\[Proof\]
\[\text{A sphere of radius } r \text{ has surface area } 2\tau{r^{2}}.\]

\[\text{If two great circles meet in a lunar angle }\theta, 0 < \theta \leq{\tau}, \text{then the proportion of surface area which is occupied by the lune they create is } \frac{\theta}{\tau}.\]
\[\therefore \text{ We have area of lune with lunar angle } \theta.\]
\[\frac{\theta}{\tau} \times 2\tau{r^{2}} = 2r^{2}\theta\]

\[\text{Denote by } L_{A}, L_{B} \text{ and } L_{C} \text{ the areas of the three lunes with angles } A, B \text{ and } C, \text{ respectively}.\]
\[\text{Also, Denote by } T \text{ the area of triangle } ABC;\]

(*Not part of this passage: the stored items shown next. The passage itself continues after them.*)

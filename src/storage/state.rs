//! Oracle state management.
//!
//! [`OracleStore`] is the typed view of everything the oracle persists:
//! feeder delegations, prevotes, votes, the required denom set, published
//! rates, miss counters and params. Collections are keyed by raw address
//! bytes or denom, so listing them always yields a stable order.

use std::collections::{BTreeMap, BTreeSet};
use tracing::info;

use crate::core::address::{AccAddress, ValAddress};
use crate::core::config::OracleConfig;
use crate::core::params::Params;
use crate::error::{Error, Result};
use crate::oracle::voting::{AggregateExchangeRatePrevote, AggregateExchangeRateVote};
use crate::storage::backend::{make_key, prefixes, StorageBackend, TypedStore};
use crate::utils::math::Dec;

/// Typed oracle state on top of a storage backend
pub struct OracleStore<B: StorageBackend> {
    store: TypedStore<B>,
}

impl<B: StorageBackend> OracleStore<B> {
    /// Create a new oracle store
    pub fn new(backend: B) -> Self {
        Self {
            store: TypedStore::new(backend),
        }
    }

    /// Write params and required denoms from config when the store is empty
    pub fn initialize_if_needed(&self, config: &OracleConfig) -> Result<bool> {
        if self.store.has(prefixes::PARAMS)? {
            return Ok(false);
        }

        self.set_params(&config.params)?;
        for denom in &config.required_denoms {
            self.add_required_denom(denom)?;
        }

        info!(
            vote_period = config.params.vote_period,
            denoms = config.required_denoms.len(),
            "oracle state initialized"
        );
        Ok(true)
    }

    // ═══════════════════════════════════════════════════════════════════════
    // PARAMS
    // ═══════════════════════════════════════════════════════════════════════

    /// Current params
    pub fn params(&self) -> Result<Params> {
        self.store
            .get(prefixes::PARAMS)?
            .ok_or_else(|| Error::Storage("params not initialized".into()))
    }

    /// Replace params
    pub fn set_params(&self, params: &Params) -> Result<()> {
        self.store.set(prefixes::PARAMS, params)
    }

    // ═══════════════════════════════════════════════════════════════════════
    // FEEDER DELEGATIONS
    // ═══════════════════════════════════════════════════════════════════════

    /// Delegated feeder of a validator, if any
    pub fn feeder_delegation(&self, validator: &ValAddress) -> Result<Option<AccAddress>> {
        self.store
            .get(&make_key(prefixes::FEEDER_DELEGATION, validator.as_bytes()))
    }

    /// Set the delegated feeder of a validator
    pub fn set_feeder_delegation(&self, validator: &ValAddress, feeder: &AccAddress) -> Result<()> {
        self.store.set(
            &make_key(prefixes::FEEDER_DELEGATION, validator.as_bytes()),
            feeder,
        )
    }

    // ═══════════════════════════════════════════════════════════════════════
    // PREVOTES
    // ═══════════════════════════════════════════════════════════════════════

    /// Pending prevote of a validator
    pub fn prevote(&self, validator: &ValAddress) -> Result<Option<AggregateExchangeRatePrevote>> {
        self.store.get(&make_key(prefixes::PREVOTE, validator.as_bytes()))
    }

    /// Store a prevote, replacing any previous one
    pub fn set_prevote(&self, prevote: &AggregateExchangeRatePrevote) -> Result<()> {
        self.store.set(
            &make_key(prefixes::PREVOTE, prevote.validator.as_bytes()),
            prevote,
        )
    }

    /// Remove a validator's prevote
    pub fn delete_prevote(&self, validator: &ValAddress) -> Result<bool> {
        self.store
            .delete(&make_key(prefixes::PREVOTE, validator.as_bytes()))
    }

    /// All pending prevotes, ordered by validator
    pub fn prevotes(&self) -> Result<Vec<AggregateExchangeRatePrevote>> {
        Ok(self
            .store
            .scan(prefixes::PREVOTE)?
            .into_iter()
            .map(|(_, prevote)| prevote)
            .collect())
    }

    // ═══════════════════════════════════════════════════════════════════════
    // VOTES
    // ═══════════════════════════════════════════════════════════════════════

    /// Revealed vote of a validator
    pub fn vote(&self, validator: &ValAddress) -> Result<Option<AggregateExchangeRateVote>> {
        self.store.get(&make_key(prefixes::VOTE, validator.as_bytes()))
    }

    /// Store a revealed vote
    pub fn set_vote(&self, vote: &AggregateExchangeRateVote) -> Result<()> {
        self.store
            .set(&make_key(prefixes::VOTE, vote.validator.as_bytes()), vote)
    }

    /// All revealed votes, ordered by validator
    pub fn votes(&self) -> Result<Vec<AggregateExchangeRateVote>> {
        Ok(self
            .store
            .scan(prefixes::VOTE)?
            .into_iter()
            .map(|(_, vote)| vote)
            .collect())
    }

    /// Remove every revealed vote
    pub fn clear_votes(&self) -> Result<usize> {
        self.store.clear_prefix(prefixes::VOTE)
    }

    // ═══════════════════════════════════════════════════════════════════════
    // REQUIRED DENOMS
    // ═══════════════════════════════════════════════════════════════════════

    /// Whether a denom is in the required set
    pub fn is_required_denom(&self, denom: &str) -> Result<bool> {
        self.store
            .has(&make_key(prefixes::REQUIRED_DENOM, denom.as_bytes()))
    }

    /// Add a denom to the required set, returning whether it was new
    pub fn add_required_denom(&self, denom: &str) -> Result<bool> {
        if self.is_required_denom(denom)? {
            return Ok(false);
        }
        self.store
            .set(&make_key(prefixes::REQUIRED_DENOM, denom.as_bytes()), &())?;
        Ok(true)
    }

    /// Remove a denom from the required set, returning whether it was present
    pub fn remove_required_denom(&self, denom: &str) -> Result<bool> {
        self.store
            .delete(&make_key(prefixes::REQUIRED_DENOM, denom.as_bytes()))
    }

    /// The required denom set
    pub fn required_denoms(&self) -> Result<BTreeSet<String>> {
        self.store
            .keys(prefixes::REQUIRED_DENOM)?
            .into_iter()
            .map(|key| {
                String::from_utf8(key)
                    .map_err(|e| Error::Deserialization(format!("denom key: {}", e)))
            })
            .collect()
    }

    // ═══════════════════════════════════════════════════════════════════════
    // EXCHANGE RATES
    // ═══════════════════════════════════════════════════════════════════════

    /// Published exchange rate of a denom
    pub fn exchange_rate(&self, denom: &str) -> Result<Option<Dec>> {
        self.store
            .get(&make_key(prefixes::EXCHANGE_RATE, denom.as_bytes()))
    }

    /// Publish an exchange rate
    pub fn set_exchange_rate(&self, denom: &str, rate: &Dec) -> Result<()> {
        self.store
            .set(&make_key(prefixes::EXCHANGE_RATE, denom.as_bytes()), rate)
    }

    /// All published rates by denom
    pub fn exchange_rates(&self) -> Result<BTreeMap<String, Dec>> {
        let mut rates = BTreeMap::new();
        for (key, rate) in self.store.scan::<Dec>(prefixes::EXCHANGE_RATE)? {
            let denom = String::from_utf8(key)
                .map_err(|e| Error::Deserialization(format!("rate key: {}", e)))?;
            rates.insert(denom, rate);
        }
        Ok(rates)
    }

    /// Remove every published rate
    pub fn clear_exchange_rates(&self) -> Result<usize> {
        self.store.clear_prefix(prefixes::EXCHANGE_RATE)
    }

    // ═══════════════════════════════════════════════════════════════════════
    // MISS COUNTERS
    // ═══════════════════════════════════════════════════════════════════════

    /// Misses of a validator in the current slash window
    pub fn miss_counter(&self, validator: &ValAddress) -> Result<u64> {
        Ok(self
            .store
            .get(&make_key(prefixes::MISS_COUNTER, validator.as_bytes()))?
            .unwrap_or(0))
    }

    /// Set a validator's miss counter
    pub fn set_miss_counter(&self, validator: &ValAddress, count: u64) -> Result<()> {
        self.store
            .set(&make_key(prefixes::MISS_COUNTER, validator.as_bytes()), &count)
    }

    /// Add one miss, returning the new count
    pub fn increment_miss_counter(&self, validator: &ValAddress) -> Result<u64> {
        let count = crate::utils::math::safe_add(self.miss_counter(validator)?, 1)?;
        self.set_miss_counter(validator, count)?;
        Ok(count)
    }

    /// All non-zero miss counters, ordered by validator
    pub fn miss_counters(&self) -> Result<BTreeMap<ValAddress, u64>> {
        let mut counters = BTreeMap::new();
        for (key, count) in self.store.scan::<u64>(prefixes::MISS_COUNTER)? {
            let validator = ValAddress::from_bytes(&key)
                .map_err(|e| Error::Deserialization(format!("miss counter key: {}", e)))?;
            counters.insert(validator, count);
        }
        Ok(counters)
    }

    /// Reset every miss counter
    pub fn clear_miss_counters(&self) -> Result<usize> {
        self.store.clear_prefix(prefixes::MISS_COUNTER)
    }
}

\[\text{These areas}(L_{A}, L_{B}, L_{C}) \text{ each have an antipodal duplicate.}\]
\[\text{Likewise, } T \text{ also has its antipodal duplicate.}\]
\[\therefore 2L_{A} + 2L_{B} + 2L_{C} = 2r^{2}\tau + 4T\]

\[Proof\]
\[\text{Let's replace } A + B + C - \frac{1}{2}\tau \text{ with } \varepsilon.\]
\[\therefore T = r^{2}\varepsilon\]
\[\varepsilon = \frac{T}{r^{2}}\]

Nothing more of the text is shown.